(Stored items from a collection)
BEGIN

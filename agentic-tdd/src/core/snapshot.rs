//! In-memory snapshot of the project's source and test files.

use std::collections::BTreeMap;

/// Relative path → file contents, ordered by path for stable prompts.
#[derive(Debug, Clone, Default, PartialEq, Eq)]
pub struct TreeSnapshot {
    files: BTreeMap<String, String>,
}

impl TreeSnapshot {
    pub fn new() -> Self {
        Self::default()
    }

    pub fn insert(&mut self, path: impl Into<String>, contents: impl Into<String>) {
        self.files.insert(path.into(), contents.into());
    }

    pub fn contains(&self, path: &str) -> bool {
        self.files.contains_key(path)
    }

    pub fn get(&self, path: &str) -> Option<&str> {
        self.files.get(path).map(String::as_str)
    }

    pub fn is_empty(&self) -> bool {
        self.files.is_empty()
    }

    pub fn len(&self) -> usize {
        self.files.len()
    }

    pub fn paths(&self) -> impl Iterator<Item = &str> {
        self.files.keys().map(String::as_str)
    }

    /// Render as `### path` headings followed by fenced blocks.
    pub fn render(&self, fence: &str) -> String {
        if self.files.is_empty() {
            return "No code files present yet.".to_string();
        }
        self.files
            .iter()
            .map(|(path, contents)| format!("### {path}\n```{fence}\n{}\n```", contents.trim_end()))
            .collect::<Vec<_>>()
            .join("\n\n")
    }
}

END

> Your goal
Pull every line with the string "TreeSnapshot" from the data above.

> Completed task
pub struct TreeSnapshot {
impl TreeSnapshot {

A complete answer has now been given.